Taxing times for Korea’s top firm

Samsung boss Lee Kun-hee at the London Olympics in 2012. Pascal Le Segretain/Getty Images

The heirs of Samsung Electronics head Lee Kun-hee, who died last October, have announced plans to settle what Bloomberg called “one of the largest inheritance-tax bills in history”. His family said it would transfer $11bn of funds and donate 23,000 works of art to the South Korean state, including masterpieces by Dali, Monet and Picasso. It will also donate hundreds of millions of dollars to the fights against infectious diseases and child cancer.

At 50%, plus 20% when passing down shares owned by the largest shareholder in a company, South Korea’s inheritance tax is among the highest in the world: the average levy in OECD countries is 15%. Lee’s case alone has netted the government three to four times the total estate-tax revenue raised last year.
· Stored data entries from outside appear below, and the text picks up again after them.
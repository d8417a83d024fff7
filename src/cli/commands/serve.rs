//! Serve command - JSON-RPC server on stdio.

use std::sync::Arc;

use super::load_registry;
use crate::cli::args::ManifestArgs;
use crate::config::Settings;
use crate::server::{CredentialProviders, EchoExecutor, LiveTestServer, ServerOptions};

/// Run the serve command until stdin closes or Ctrl-C.
pub async fn run(manifests: &ManifestArgs, settings: &Settings) -> anyhow::Result<()> {
    let registry = load_registry(manifests, settings)?;
    eprintln!(
        "Serving {} operation(s) on stdio transport",
        registry.len()
    );

    let server = LiveTestServer::new(
        registry,
        Arc::new(EchoExecutor),
        CredentialProviders::default(),
        ServerOptions::from(&settings.server),
    );

    let shutdown = server.shutdown_token();
    tokio::spawn(async move {
        if tokio::signal::ctrl_c().await.is_ok() {
            crate::log_event!("serve", "interrupted");
            shutdown.cancel();
        }
    });

    server
        .run(tokio::io::stdin(), tokio::io::stdout())
        .await?;
    Ok(())
}
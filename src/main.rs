use clap::Parser;
use livetest::Settings;
use livetest::cli::{Cli, Commands, commands};

#[tokio::main]
async fn main() -> anyhow::Result<()> {
    let cli = Cli::parse();

    let settings = match &cli.config {
        Some(path) => Settings::load_from(path),
        None => Settings::load(),
    }
    .map_err(|e| anyhow::anyhow!("Failed to load configuration: {e}"))?;

    livetest::logging::init_with_config(&settings.logging);

    match cli.command {
        Commands::Init { force } => commands::init::run_init(force),
        Commands::Config => commands::init::run_config(&settings),
        Commands::Check { manifests } => commands::check::run(&manifests, &settings),
        Commands::Serve { manifests } => commands::serve::run(&manifests, &settings).await,
    }
}
//! CLI argument parsing using clap.

use clap::{
    Parser, Subcommand,
    builder::styling::{AnsiColor, Effects, Styles},
};
use std::path::PathBuf;

fn clap_cargo_style() -> Styles {
    Styles::styled()
        .header(AnsiColor::Cyan.on_default() | Effects::BOLD)
        .usage(AnsiColor::Cyan.on_default() | Effects::BOLD)
        .literal(AnsiColor::Green.on_default())
        .placeholder(AnsiColor::Green.on_default())
}

/// Live test harness for command modules
#[derive(Parser, Debug)]
#[command(
    name = "livetest",
    version = env!("CARGO_PKG_VERSION"),
    about = "JSON-RPC live test server for command modules",
    long_about = "Serves operations of a command module over a Content-Length framed \
                  JSON-RPC stream on stdio, so a test client can drive them live.",
    next_line_help = true,
    styles = clap_cargo_style()
)]
pub struct Cli {
    /// Path to custom settings.toml file
    #[arg(short, long, global = true)]
    pub config: Option<PathBuf>,

    #[command(subcommand)]
    pub command: Commands,
}

/// Operation manifests, overriding `[server]` in settings.
#[derive(clap::Args, Debug, Clone, Default)]
pub struct ManifestArgs {
    /// Operation manifest introspected from the module
    #[arg(short, long, value_name = "PATH")]
    pub module: Option<PathBuf>,

    /// Operation manifest declared by the service specification
    #[arg(short, long, value_name = "PATH")]
    pub specification: Option<PathBuf>,
}

/// Available CLI commands
#[derive(Subcommand, Debug)]
pub enum Commands {
    /// Initialize project
    #[command(about = "Set up .livetest directory with default configuration")]
    Init {
        /// Force overwrite existing configuration
        #[arg(short, long)]
        force: bool,
    },

    /// Serve JSON-RPC requests on stdin/stdout
    #[command(about = "Start the live test server on stdio")]
    Serve {
        #[command(flatten)]
        manifests: ManifestArgs,
    },

    /// Load the manifests and list the merged operations
    #[command(about = "Validate manifests and show operations")]
    Check {
        #[command(flatten)]
        manifests: ManifestArgs,
    },

    /// Show current configuration
    #[command(about = "Display active settings")]
    Config,
}
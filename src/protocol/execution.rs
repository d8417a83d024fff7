//! Contracts shared with the command executor: its result set and the
//! tracer recording HTTP traffic made during an invocation.

use indexmap::IndexMap;
use parking_lot::Mutex;

use crate::convert::DynamicValue;

/// Outcome of running one command.
#[derive(Debug, Clone, Default, PartialEq)]
pub struct CommandExecutionResult {
    pub results: Vec<DynamicValue>,
    pub errors: Vec<DynamicValue>,
    /// Set by the executor. May be true with no error entries.
    pub had_errors: bool,
}

impl CommandExecutionResult {
    pub fn success(results: Vec<DynamicValue>) -> Self {
        Self {
            results,
            errors: Vec::new(),
            had_errors: false,
        }
    }

    pub fn failure(errors: Vec<DynamicValue>) -> Self {
        Self {
            results: Vec::new(),
            errors,
            had_errors: true,
        }
    }
}

/// One HTTP response captured by a tracer.
#[derive(Debug, Clone, Default, PartialEq, Eq)]
pub struct TracedResponse {
    pub status_code: u16,
    /// Header lines in arrival order; a name may repeat.
    pub headers: Vec<(String, String)>,
}

impl TracedResponse {
    pub fn new(status_code: u16) -> Self {
        Self {
            status_code,
            headers: Vec::new(),
        }
    }

    pub fn with_header(mut self, name: impl Into<String>, value: impl Into<String>) -> Self {
        self.headers.push((name.into(), value.into()));
        self
    }

    /// Group header values by name (case-insensitive, first spelling kept).
    pub fn header_map(&self) -> IndexMap<String, Vec<String>> {
        let mut map: IndexMap<String, Vec<String>> = IndexMap::new();
        for (name, value) in &self.headers {
            match map.keys().position(|k| k.eq_ignore_ascii_case(name)) {
                Some(index) => map[index].push(value.clone()),
                None => {
                    map.insert(name.clone(), vec![value.clone()]);
                }
            }
        }
        map
    }
}

/// Exposes responses captured during the current invocation, oldest first.
pub trait ServiceTracer: Send + Sync {
    fn responses(&self) -> Vec<TracedResponse>;

    fn last_response(&self) -> Option<TracedResponse> {
        self.responses().pop()
    }
}

/// In-memory tracer handed to the executor for one invocation.
#[derive(Debug, Default)]
pub struct RecordingTracer {
    captured: Mutex<Vec<TracedResponse>>,
}

impl RecordingTracer {
    pub fn new() -> Self {
        Self::default()
    }

    pub fn record(&self, response: TracedResponse) {
        self.captured.lock().push(response);
    }

    pub fn len(&self) -> usize {
        self.captured.lock().len()
    }

    pub fn is_empty(&self) -> bool {
        self.captured.lock().is_empty()
    }
}

impl ServiceTracer for RecordingTracer {
    fn responses(&self) -> Vec<TracedResponse> {
        self.captured.lock().clone()
    }

    fn last_response(&self) -> Option<TracedResponse> {
        self.captured.lock().last().cloned()
    }
}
This is only the latest twist in the family soap opera at Samsung, which started out trading dried fish and vegetables in the 1930s, and is now one of the world’s leading producers of computer chips and smartphones. The jailing for bribery in January of Lee Jae-yong, the late chairman’s son, has clouded the family’s public image. It has also complicated decisions about how to divide his shareholdings and could disrupt the company’s long-term investments and strategic planning.

The FT suggests that some may view the donations as “a ploy” to improve the family’s image, and observes: “The wealth and power of South Korea’s chaebol families remain divisive on the streets of Seoul.”